KURT’S IMPERFECT DIET

But much better than what I was doing before…

  • 5:00 AM – Wake up and drink a glass of water

  • 5:15 AM – Shave, shower and then “drink” a blended vegetable smoothie made of:

    • Kale

    • Spinach

    • Broccoli

    • Carrot

    • Beet (lots of this)
      Note: I blend four glasses of this mixture ahead of time, which I keep in the fridge. I don’t add anything to the smoothie other than the above ingredients and a little water or lemon juice to help get the blending started.

  • 5:30 AM – Single, large fried egg with a slice of buttered whole wheat toast which I share with the dog while watching the news on TV.

  • 8:00 AM – Large mixed salad (same ingredients used in the smoothie, but with two handfuls of nuts and dried berry trail mix). I sometimes use lemon juice for dressing.

  • 11:30 AM – Bowl of homemade chili with a slice of whole-wheat bread. I make a huge vat of chili every other Sunday, which I then portion out during the weeks to follow. The chili consists simply of a variety of beans and lots of finely chopped veggies. I season with a tablespoon of cumin and another tablespoon of chili powder.

  • 3:00 PM – Small bowl of lightly salted popped popcorn as a mid-day snack. I pop a week’s worth of popcorn on Sunday nights, which I then store in my cubicle at work. An alternative to the popcorn are a few slices of unsulfured and unsweetened dried mango. Over time, the mango has almost come to replace the popcorn.

  • 6:00 PM – Enjoy another smoothie (same as above).

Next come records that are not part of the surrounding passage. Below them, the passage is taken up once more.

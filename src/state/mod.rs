/// State management module
///
/// This module handles all non-UI state:
/// - The artwork data model (data.rs)
/// - Loading the dataset into an ordered catalog (catalog.rs)
/// - Cancellable timers for autoplay and resize debouncing (timer.rs)
/// - Slide index, view mode and lightbox state (session.rs)

pub mod catalog;
pub mod data;
pub mod session;
pub mod timer;
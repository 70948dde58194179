/// Error types for the gallery
///
/// Only dataset and settings loading can fail. Navigation and layout work on
/// validated state and never return errors.

use std::path::PathBuf;
use thiserror::Error;

/// Everything that can go wrong while bringing the gallery up
#[derive(Debug, Error)]
pub enum GalleryError {
    /// A file could not be read
    #[error("failed to read {}: {source}", .path.display())]
    Io {
        path: PathBuf,
        #[source]
        source: std::io::Error,
    },

    /// The dataset is not a JSON array of artwork records
    #[error("failed to parse dataset: {0}")]
    Parse(#[from] serde_json::Error),

    /// The dataset parsed but contains no artworks
    #[error("dataset contains no artworks")]
    EmptyDataset,

    /// The settings file is not valid TOML
    #[error("invalid settings file: {0}")]
    Config(#[from] toml::de::Error),
}

pub type Result<T> = std::result::Result<T, GalleryError>;
use iced::widget::{button, horizontal_space, row, text};
use iced::{Alignment, Element};

use super::screen::Screen;
use crate::state::session::HeaderButton;
use crate::Message;

/// Logo plus the one header button the current view mode allows
pub fn view(screen: &Screen) -> Element<'_, Message> {
    let (label, message) = match screen.mode.header_button() {
        HeaderButton::Start => ("START SLIDESHOW", Message::StartSlideshow),
        HeaderButton::Stop => ("STOP SLIDESHOW", Message::StopSlideshow),
        HeaderButton::Return => ("RETURN TO GALLERY", Message::ReturnToGallery),
    };

    row![
        text("galleria.").size(32),
        horizontal_space(),
        button(text(label).size(12))
            .on_press(message)
            .style(button::text),
    ]
    .align_y(Alignment::Center)
    .padding([24, 40])
    .into()
}
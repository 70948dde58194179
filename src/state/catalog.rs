use std::path::{Path, PathBuf};

use super::data::ArtworkRecord;
use crate::error::{GalleryError, Result};

/// The Catalog holds the ordered list of artworks loaded at startup.
/// Its length is fixed for the lifetime of the session.
#[derive(Debug, Clone)]
pub struct Catalog {
    records: Vec<ArtworkRecord>,
    /// Directory relative asset paths are resolved against
    base_dir: PathBuf,
}

impl Catalog {
    /// Build a catalog from the dataset's JSON text.
    ///
    /// # Arguments
    /// * `json` - A JSON array of artwork records
    /// * `base_dir` - Directory the dataset lives in
    ///
    /// An empty array is rejected: the session requires at least one artwork.
    pub fn from_json(json: &str, base_dir: impl Into<PathBuf>) -> Result<Self> {
        let records: Vec<ArtworkRecord> = serde_json::from_str(json)?;
        if records.is_empty() {
            return Err(GalleryError::EmptyDataset);
        }

        Ok(Catalog {
            records,
            base_dir: base_dir.into(),
        })
    }

    /// Number of artworks (`total`)
    pub fn len(&self) -> usize {
        self.records.len()
    }

    pub fn get(&self, index: usize) -> Option<&ArtworkRecord> {
        self.records.get(index)
    }

    pub fn iter(&self) -> impl Iterator<Item = &ArtworkRecord> {
        self.records.iter()
    }

    /// Resolve an asset reference from the dataset to something loadable.
    ///
    /// Relative paths (e.g. "./assets/starry-night/hero-large.jpg") are
    /// joined onto the dataset directory. Absolute paths and URLs pass through.
    pub fn resolve_asset(&self, reference: &str) -> PathBuf {
        if reference.starts_with("http://") || reference.starts_with("https://") {
            return PathBuf::from(reference);
        }

        let path = Path::new(reference);
        if path.is_absolute() {
            return path.to_path_buf();
        }

        let relative = path.strip_prefix("./").unwrap_or(path);
        self.base_dir.join(relative)
    }
}

/// Load the dataset from disk.
///
/// Runs once at startup as an iced task. There is no retry: the caller logs
/// the error and the gallery stays empty.
pub async fn load_catalog(path: PathBuf) -> Result<Catalog> {
    let json = tokio::fs::read_to_string(&path)
        .await
        .map_err(|source| GalleryError::Io {
            path: path.clone(),
            source,
        })?;

    let base_dir = path
        .parent()
        .map(Path::to_path_buf)
        .unwrap_or_default();

    let catalog = Catalog::from_json(&json, base_dir)?;
    tracing::info!(
        path = %path.display(),
        artworks = catalog.len(),
        "dataset loaded"
    );

    Ok(catalog)
}
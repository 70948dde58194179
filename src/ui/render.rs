/// Projection of session state onto the screen
///
/// The renderer owns no state. It reads the session and catalog and pushes
/// the result through a `ViewPort`, so the same projection can drive the iced
/// screen model or a test double.

use std::path::PathBuf;

use crate::state::catalog::Catalog;
use crate::state::data::ArtworkRecord;
use crate::state::session::{Session, ViewMode};

/// Everything the slideshow, footer and lightbox show for one artwork
#[derive(Debug, Clone, PartialEq)]
pub struct SlideContent {
    pub hero_image: PathBuf,
    /// Alt text for the hero image (the artwork title)
    pub hero_alt: String,
    pub title: String,
    pub artist_name: String,
    pub artist_image: PathBuf,
    pub year: String,
    pub description: String,
    /// Attribution link
    pub source: String,
    /// Full-size image for the lightbox
    pub gallery_image: PathBuf,
}

/// Enabled state of the footer's previous/next buttons
#[derive(Debug, Clone, Copy, PartialEq, Eq, Default)]
pub struct NavState {
    pub prev_disabled: bool,
    pub next_disabled: bool,
}

/// The rendering surface, as seen by the renderer
pub trait ViewPort {
    fn show_artwork(&mut self, content: SlideContent);
    /// Progress bar fill, 0-100
    fn set_progress(&mut self, percent: f32);
    fn set_navigation(&mut self, nav: NavState);
    /// Header button and screen visibility
    fn set_view_mode(&mut self, mode: ViewMode);
    fn set_lightbox(&mut self, open: bool);
}

pub fn slide_content(record: &ArtworkRecord, catalog: &Catalog) -> SlideContent {
    SlideContent {
        hero_image: catalog.resolve_asset(&record.images.hero.large),
        hero_alt: record.name.clone(),
        title: record.name.clone(),
        artist_name: record.artist.name.clone(),
        artist_image: catalog.resolve_asset(&record.artist.image),
        year: record.year.to_string(),
        description: record.description.clone(),
        source: record.source.clone(),
        gallery_image: catalog.resolve_asset(&record.images.gallery),
    }
}

/// Share of the slideshow seen so far, counting the current slide
pub fn progress_percent(index: usize, total: usize) -> f32 {
    if total == 0 {
        return 0.0;
    }
    (index + 1) as f32 / total as f32 * 100.0
}

pub fn nav_state(index: usize, total: usize) -> NavState {
    NavState {
        prev_disabled: index == 0,
        next_disabled: index + 1 >= total,
    }
}

/// Push the full session state onto `port`.
///
/// Screen visibility is always projected. Slide content is skipped until the
/// dataset has loaded.
pub fn project(session: &Session, catalog: Option<&Catalog>, port: &mut impl ViewPort) {
    port.set_view_mode(session.view_mode());
    port.set_lightbox(session.lightbox_open());

    let Some(catalog) = catalog else {
        return;
    };
    let index = session.current_index();
    let Some(record) = catalog.get(index) else {
        return;
    };

    port.show_artwork(slide_content(record, catalog));
    port.set_progress(progress_percent(index, catalog.len()));
    port.set_navigation(nav_state(index, catalog.len()));
}
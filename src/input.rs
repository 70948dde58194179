/// Keyboard and window bindings
///
/// Raw iced events are narrowed to the few the gallery cares about, and key
/// presses are routed against the session: while the lightbox is open only
/// Escape does anything; otherwise the arrow keys page the slideshow.

use iced::keyboard::{self, key::Named, Key};
use iced::{event, window, Event, Subscription};

use crate::state::session::Session;
use crate::Message;

/// Keys the gallery responds to
#[derive(Debug, Clone, Copy, PartialEq, Eq)]
pub enum NavKey {
    ArrowLeft,
    ArrowRight,
    Escape,
}

/// What a key press resolves to in the current session
#[derive(Debug, Clone, Copy, PartialEq, Eq)]
pub enum KeyCommand {
    Next,
    Prev,
    CloseLightbox,
}

impl NavKey {
    fn from_key(key: &Key) -> Option<Self> {
        match key {
            Key::Named(Named::ArrowLeft) => Some(NavKey::ArrowLeft),
            Key::Named(Named::ArrowRight) => Some(NavKey::ArrowRight),
            Key::Named(Named::Escape) => Some(NavKey::Escape),
            _ => None,
        }
    }
}

/// Decide what `key` does right now
pub fn route_key(key: NavKey, session: &Session) -> Option<KeyCommand> {
    if session.lightbox_open() {
        return (key == NavKey::Escape).then_some(KeyCommand::CloseLightbox);
    }
    if !session.view_mode().shows_slideshow() {
        return None;
    }

    match key {
        NavKey::ArrowRight => Some(KeyCommand::Next),
        NavKey::ArrowLeft => Some(KeyCommand::Prev),
        NavKey::Escape => None,
    }
}

fn map_event(event: Event, status: event::Status, _window: window::Id) -> Option<Message> {
    match event {
        Event::Keyboard(keyboard::Event::KeyPressed { key, .. })
            if matches!(status, event::Status::Ignored) =>
        {
            NavKey::from_key(&key).map(Message::KeyPressed)
        }
        Event::Window(window::Event::Resized(size)) => Some(Message::WindowResized(size.width)),
        _ => None,
    }
}

/// Keyboard and resize events for the whole application
pub fn subscription() -> Subscription<Message> {
    event::listen_with(map_event)
}

#[cfg(test)]
mod tests {
    use super::*;
    use std::time::Duration;

    fn session(total: usize) -> Session {
        let mut session = Session::new(Duration::from_millis(3000));
        let _ = session.load(total);
        session
    }

    #[test]
    fn test_arrows_ignored_on_gallery() {
        let session = session(5);
        assert_eq!(route_key(NavKey::ArrowRight, &session), None);
        assert_eq!(route_key(NavKey::ArrowLeft, &session), None);
        assert_eq!(route_key(NavKey::Escape, &session), None);
    }

    #[test]
    fn test_arrows_page_the_slideshow() {
        let mut session = session(5);
        let _ = session.jump_to(2);
        assert_eq!(route_key(NavKey::ArrowRight, &session), Some(KeyCommand::Next));
        assert_eq!(route_key(NavKey::ArrowLeft, &session), Some(KeyCommand::Prev));
        assert_eq!(route_key(NavKey::Escape, &session), None);
    }

    #[test]
    fn test_lightbox_swallows_arrows_and_escape_only_closes() {
        let mut session = session(5);
        let _ = session.jump_to(2);
        let _ = session.open_lightbox();

        assert_eq!(route_key(NavKey::ArrowRight, &session), None);
        assert_eq!(route_key(NavKey::ArrowLeft, &session), None);
        assert_eq!(
            route_key(NavKey::Escape, &session),
            Some(KeyCommand::CloseLightbox)
        );

        let _ = session.close_lightbox();
        // Escape never opens it again
        assert_ne!(
            route_key(NavKey::Escape, &session),
            Some(KeyCommand::CloseLightbox)
        );
    }

    #[test]
    fn test_key_mapping() {
        assert_eq!(
            NavKey::from_key(&Key::Named(Named::ArrowRight)),
            Some(NavKey::ArrowRight)
        );
        assert_eq!(NavKey::from_key(&Key::Named(Named::Escape)), Some(NavKey::Escape));
        assert_eq!(NavKey::from_key(&Key::Named(Named::Enter)), None);
    }
}
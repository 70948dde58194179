use iced::widget::{column, horizontal_rule, scrollable, stack};
use iced::{window, Element, Length, Size, Subscription, Task, Theme};
use std::sync::Arc;

mod config;
mod error;
mod input;
mod state;
mod ui;

use config::Config;
use error::GalleryError;
use input::{KeyCommand, NavKey};
use state::catalog::{self, Catalog};
use state::session::{Session, Step};
use state::timer::{Debouncer, Tick};
use ui::masonry::{MasonryLayout, VisualItem};
use ui::render;
use ui::screen::Screen;

/// Main application state
struct Gallery {
    /// The artworks, once the dataset has loaded
    catalog: Option<Catalog>,
    /// Grid tiles, one per artwork
    items: Vec<VisualItem>,
    /// Current column partition of the grid
    layout: MasonryLayout,
    /// Slide index, view mode, lightbox and autoplay
    session: Session,
    /// What the widgets draw, kept in sync by the renderer
    screen: Screen,
    /// Collapses resize bursts into a single relayout
    resize: Debouncer<f32>,
    /// Last settled window width
    viewport_width: f32,
}

/// Application messages (events)
#[derive(Debug, Clone)]
enum Message {
    /// Dataset read finished
    CatalogLoaded(Result<Catalog, Arc<GalleryError>>),
    /// User clicked a grid tile
    OpenArtwork(usize),
    /// Header "start slideshow" button
    StartSlideshow,
    /// Header "stop slideshow" button
    StopSlideshow,
    /// Header "return to gallery" button
    ReturnToGallery,
    NextSlide,
    PrevSlide,
    /// Autoplay interval elapsed
    AutoplayTick(Tick),
    /// "View image" button
    ToggleLightbox,
    /// Lightbox close button or backdrop
    CloseLightbox,
    /// "Go to source" opens the attribution link in the browser
    OpenSource,
    /// Browser launch finished (failures are already logged)
    SourceOpened,
    KeyPressed(NavKey),
    /// Actual window width reported once at startup
    WindowOpened(f32),
    /// Window width changed (not yet debounced)
    WindowResized(f32),
    /// Resize burst settled
    ResizeSettled(Tick),
}

impl Gallery {
    /// Create the application and start reading the dataset
    fn new(config: Config) -> (Self, Task<Message>) {
        let mut gallery = Gallery {
            catalog: None,
            items: Vec::new(),
            layout: MasonryLayout::default(),
            session: Session::new(config.autoplay_interval()),
            screen: Screen::default(),
            resize: Debouncer::new(config.resize_debounce()),
            viewport_width: config.window_width,
        };
        render::project(&gallery.session, None, &mut gallery.screen);

        tracing::info!(dataset = %config.dataset.display(), "loading dataset");
        let load = Task::perform(catalog::load_catalog(config.dataset), |result| {
            Message::CatalogLoaded(result.map_err(Arc::new))
        });

        // The window manager may not honour the requested size
        let measure = window::get_latest()
            .and_then(window::get_size)
            .map(|size| Message::WindowOpened(size.width));

        (gallery, Task::batch([load, measure]))
    }

    /// Handle application messages and update state
    fn update(&mut self, message: Message) -> Task<Message> {
        match message {
            Message::CatalogLoaded(Ok(catalog)) => {
                self.items = VisualItem::from_catalog(&catalog);
                self.layout = MasonryLayout::compute(self.items.len(), self.viewport_width);
                let step = self.session.load(catalog.len());
                self.catalog = Some(catalog);
                self.apply(step)
            }
            Message::CatalogLoaded(Err(err)) => {
                // No retry and no fallback screen: the grid stays empty
                tracing::error!(%err, "failed to load dataset");
                Task::none()
            }
            Message::OpenArtwork(index) => {
                let step = self.session.jump_to(index);
                self.apply(step)
            }
            Message::StartSlideshow => {
                tracing::debug!(restart = self.session.is_autoplaying(), "starting slideshow");
                let step = self.session.start_autoplay();
                self.apply(step)
            }
            Message::StopSlideshow | Message::ReturnToGallery => {
                let step = self.session.stop_autoplay();
                self.apply(step)
            }
            Message::NextSlide => {
                let step = self.session.go_to_next();
                self.apply(step)
            }
            Message::PrevSlide => {
                let step = self.session.go_to_prev();
                self.apply(step)
            }
            Message::AutoplayTick(tick) => {
                let step = self.session.on_autoplay_tick(tick);
                self.apply(step)
            }
            Message::ToggleLightbox => {
                let step = self.session.toggle_lightbox();
                self.apply(step)
            }
            Message::CloseLightbox => {
                let step = self.session.close_lightbox();
                self.apply(step)
            }
            Message::OpenSource => {
                let link = self
                    .screen
                    .slide
                    .as_ref()
                    .and_then(|slide| ui::slideshow::source_link(&slide.content));
                match link {
                    Some(url) => Task::perform(ui::slideshow::open_source(url.to_string()), |()| {
                        Message::SourceOpened
                    }),
                    None => Task::none(),
                }
            }
            Message::SourceOpened => Task::none(),
            Message::KeyPressed(key) => {
                let step = match input::route_key(key, &self.session) {
                    Some(KeyCommand::Next) => self.session.go_to_next(),
                    Some(KeyCommand::Prev) => self.session.go_to_prev(),
                    Some(KeyCommand::CloseLightbox) => self.session.close_lightbox(),
                    None => return Task::none(),
                };
                self.apply(step)
            }
            Message::WindowOpened(width) => {
                self.relayout(width);
                Task::none()
            }
            Message::WindowResized(width) => {
                let tick = self.resize.push(width);
                delay(tick, Message::ResizeSettled)
            }
            Message::ResizeSettled(tick) => {
                if let Some(width) = self.resize.settle(tick) {
                    self.relayout(width);
                }
                Task::none()
            }
        }
    }

    /// Re-render after a session change and schedule the next autoplay tick
    fn apply(&mut self, step: Step) -> Task<Message> {
        if step.changed {
            render::project(&self.session, self.catalog.as_ref(), &mut self.screen);
        }

        match step.schedule {
            Some(tick) => delay(tick, Message::AutoplayTick),
            None => Task::none(),
        }
    }

    fn relayout(&mut self, width: f32) {
        self.viewport_width = width;
        let layout = MasonryLayout::compute(self.items.len(), width);
        if layout.column_count() != self.layout.column_count() {
            tracing::debug!(
                width,
                columns = layout.column_count(),
                "masonry breakpoint crossed"
            );
        }
        self.layout = layout;
    }

    /// Build the user interface
    fn view(&self) -> Element<Message> {
        let body: Element<Message> = if self.screen.mode.shows_slideshow() {
            ui::slideshow::view(&self.screen)
        } else {
            scrollable(ui::masonry::view(&self.layout, &self.items))
                .height(Length::Fill)
                .into()
        };

        let page = column![ui::header::view(&self.screen), horizontal_rule(1), body];

        let overlay = if self.screen.lightbox_open {
            ui::lightbox::view(&self.screen)
        } else {
            None
        };

        match overlay {
            Some(overlay) => stack![page, overlay].into(),
            None => page.into(),
        }
    }

    fn subscription(&self) -> Subscription<Message> {
        input::subscription()
    }

    fn theme(&self) -> Theme {
        Theme::Light
    }
}

/// Deliver `tick` back as a message once its delay has passed
fn delay(tick: Tick, to_message: fn(Tick) -> Message) -> Task<Message> {
    Task::perform(tokio::time::sleep(tick.after), move |()| to_message(tick))
}

fn main() -> iced::Result {
    tracing_subscriber::fmt::init();

    let config = config::load();
    let window_size = Size::new(config.window_width, config.window_height);

    iced::application("Galleria", Gallery::update, Gallery::view)
        .subscription(Gallery::subscription)
        .theme(Gallery::theme)
        .window_size(window_size)
        .centered()
        .run_with(move || Gallery::new(config))
}
/// Cancellable timers driven by delayed messages
///
/// Nothing here sleeps. Each timer hands out a `Tick` describing what to
/// schedule; the UI layer turns it into a delayed task and feeds it back when
/// it fires. Cancelling or restarting bumps a generation counter so ticks
/// already in flight become stale and are ignored.

use std::time::Duration;

/// A scheduled wake-up for one timer generation
#[derive(Debug, Clone, Copy, PartialEq, Eq)]
pub struct Tick {
    generation: u64,
    /// How long to wait before delivering this tick
    pub after: Duration,
}

/// A repeating timer, at most one generation armed at a time
#[derive(Debug, Clone)]
pub struct RepeatingTimer {
    interval: Duration,
    generation: u64,
    armed: bool,
}

impl RepeatingTimer {
    pub fn new(interval: Duration) -> Self {
        Self {
            interval,
            generation: 0,
            armed: false,
        }
    }

    /// Arm a fresh generation, cancelling any previous one
    pub fn start(&mut self) -> Tick {
        self.generation += 1;
        self.armed = true;
        self.tick()
    }

    pub fn cancel(&mut self) {
        if self.armed {
            self.generation += 1;
            self.armed = false;
        }
    }

    pub fn is_armed(&self) -> bool {
        self.armed
    }

    /// Whether `tick` belongs to the currently armed generation
    pub fn accepts(&self, tick: Tick) -> bool {
        self.armed && tick.generation == self.generation
    }

    /// Next tick of the current generation (the "repeat" in repeating)
    pub fn tick(&self) -> Tick {
        Tick {
            generation: self.generation,
            after: self.interval,
        }
    }
}

/// Trailing-edge debouncer: only the last value of a burst comes out
#[derive(Debug, Clone)]
pub struct Debouncer<T> {
    delay: Duration,
    generation: u64,
    pending: Option<T>,
}

impl<T> Debouncer<T> {
    pub fn new(delay: Duration) -> Self {
        Self {
            delay,
            generation: 0,
            pending: None,
        }
    }

    /// Replace the pending value and restart the quiet period
    pub fn push(&mut self, value: T) -> Tick {
        self.generation += 1;
        self.pending = Some(value);
        Tick {
            generation: self.generation,
            after: self.delay,
        }
    }

    /// Take the pending value if `tick` is the latest one issued
    pub fn settle(&mut self, tick: Tick) -> Option<T> {
        if tick.generation != self.generation {
            return None;
        }
        self.pending.take()
    }
}
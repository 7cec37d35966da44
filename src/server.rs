//! Tick driver and background tasks
//!
//! One fixed-rate timer ticks every room. Lobby writes run on a separate
//! task fed by an unbounded channel, and ended rooms are torn down by
//! delayed tasks after the grace period.

use std::sync::Arc;
use std::time::{Duration, SystemTime, UNIX_EPOCH};

use log::{debug, info};
use tokio::sync::mpsc;
use tokio::task::JoinHandle;
use tokio::time::MissedTickBehavior;

use crate::RoomId;
use crate::gateway::{self, Gateway, LobbyService, Notice, TokenVerifier, Transport};
use crate::registry::RoomRegistry;
use crate::settings::Settings;

/// Milliseconds since the Unix epoch, as sent in snapshots
pub fn unix_millis() -> u64 {
    SystemTime::now()
        .duration_since(UNIX_EPOCH)
        .map(|d| d.as_millis() as u64)
        .unwrap_or(0)
}

/// Running server: the gateway plus its background tasks
pub struct Server {
    gateway: Gateway,
    tick_task: JoinHandle<()>,
    notifier_task: JoinHandle<()>,
}

impl Server {
    /// Build the gateway and spawn the tick and notifier tasks.
    /// Must be called from inside a tokio runtime.
    pub fn start(
        settings: Settings,
        verifier: Arc<dyn TokenVerifier>,
        transport: Arc<dyn Transport>,
        lobby: Arc<dyn LobbyService>,
    ) -> Self {
        let (tx, rx) = mpsc::unbounded_channel();
        let registry = RoomRegistry::new(settings.default_variant(), settings.seed);
        let gateway = Gateway::new(registry, verifier, transport, tx);

        info!(
            "Starting tick loop: {} ms, default variant {}",
            settings.tick_interval_ms,
            settings.variant.as_str()
        );
        let notifier_task = spawn_notifier(lobby, rx);
        let tick_task = spawn_tick_loop(gateway.clone(), settings);

        Self {
            gateway,
            tick_task,
            notifier_task,
        }
    }

    pub fn gateway(&self) -> &Gateway {
        &self.gateway
    }

    /// Stop ticking, then wait for pending teardowns and queued lobby notices.
    /// Callers must drop their own gateway clones first.
    pub async fn shutdown(self) {
        self.tick_task.abort();
        let Self {
            gateway,
            notifier_task,
            ..
        } = self;
        // The notifier exits once every sender is gone
        drop(gateway);
        if let Err(e) = notifier_task.await {
            debug!("Notifier task ended abnormally: {}", e);
        }
    }
}

/// Deliver lobby notices until every sender is dropped
pub fn spawn_notifier(
    lobby: Arc<dyn LobbyService>,
    mut notices: mpsc::UnboundedReceiver<Notice>,
) -> JoinHandle<()> {
    tokio::spawn(async move {
        while let Some(notice) = notices.recv().await {
            gateway::deliver(lobby.as_ref(), notice).await;
        }
        debug!("Notifier stopped");
    })
}

pub fn spawn_tick_loop(gateway: Gateway, settings: Settings) -> JoinHandle<()> {
    tokio::spawn(run_tick_loop(gateway, settings))
}

async fn run_tick_loop(gateway: Gateway, settings: Settings) {
    let mut interval = tokio::time::interval(settings.tick_interval());
    interval.set_missed_tick_behavior(MissedTickBehavior::Skip);
    let dt = settings.tick_dt();

    loop {
        interval.tick().await;
        for room_id in gateway.tick_all(dt, unix_millis()) {
            schedule_teardown(gateway.clone(), room_id, settings.end_grace());
        }
        gateway.expire_idle(gateway::now(), settings.empty_room_timeout());
    }
}

/// Tear a room down once `grace` has elapsed
pub fn schedule_teardown(gateway: Gateway, room_id: RoomId, grace: Duration) -> JoinHandle<()> {
    info!("Room {} ended; teardown in {:?}", room_id, grace);
    tokio::spawn(async move {
        tokio::time::sleep(grace).await;
        if gateway.teardown_ended(&room_id) {
            info!("Room {} torn down", room_id);
        } else {
            debug!("Room {} was replaced or already gone; teardown skipped", room_id);
        }
    })
}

  • 8:00 PM – Prepare and enjoy a healthy dinner. I’m lucky, as my wife is an excellent cook, and she makes outstanding Japanese meals for our dinner. I eat as much as I like of whatever she makes, which is always good and healthy, and satisfies whatever want of gluttony may linger at the end of the day.

 

     This menu is my own and reflects my limited sensibilities regarding taste. I’m sure that someone more adept in the kitchen might find better and more satisfying alternatives. Of key importance here is the absence of processed foods, sugary drinks or excessive sweets of any sort. I do allow myself an occasional fast food meal with my family, and an infrequent indulgence in salty snacks such as chips, or sweet desserts like a cookie or a piece of candy. Popcorn at the movies is a must, as well as a few other simple and periodic indulgences which help to give my life spice and interest, without taking away too much from my efforts at eating well. As for drinks, I limit my intake of coffee to no more than two cups a day (three if I’m writing), and I try to avoid fruit juice (too much sugar) and sodas. A beer or glass of wine are fine in the evening, though these seem to hold less appeal for me with each passing year. Starbucks is a must! My favorite is a Grande-sized, extra-hot mocha with two pumps of syrup and whipped cream—after all, everyone’s gotta have an indulgence or two to punctuate the serious and difficult work of living well. I occasionally enjoy this particular treat in the evening, after work, when I sit down to answer my personal email, as I find the sugar/caffeine boost to be a nice stimulation to my improved human response.

 

     I can’t emphasize enough how important I’ve found diet to be in the pursuit of a happy, balanced life. I was 47 years old when I developed this diet, and sadly spent so many years feeling tired, anxious, irritable, unproductive and downright unhappy, before I learned the very common-sense fact that what I ate and drank, and how much I moved, impacted greatly the biochemistry of body and mind. If you choose to attempt only one aspect of my proposals in this book, then I recommend the adoption of a healthy diet and light program of exercise as the thing to do.

 

Action: The Path of Wildness

     Once healthy, and in a position of understanding regarding the possible deeper fear and trial which makes life such a challenge to those who wish to live a meaningful life, as well as peace of mind when thinking of what apparently doesn’t follow when life is through, you may then be ready to act in the direction of wisdom. Indeed, you may be prepared to rise to your full stature as a man or woman of reason, to apply this faculty towards the higher, perhaps seemingly more worthy acts of a well-lived life. This then, is the time to step upon The Path of Wildness.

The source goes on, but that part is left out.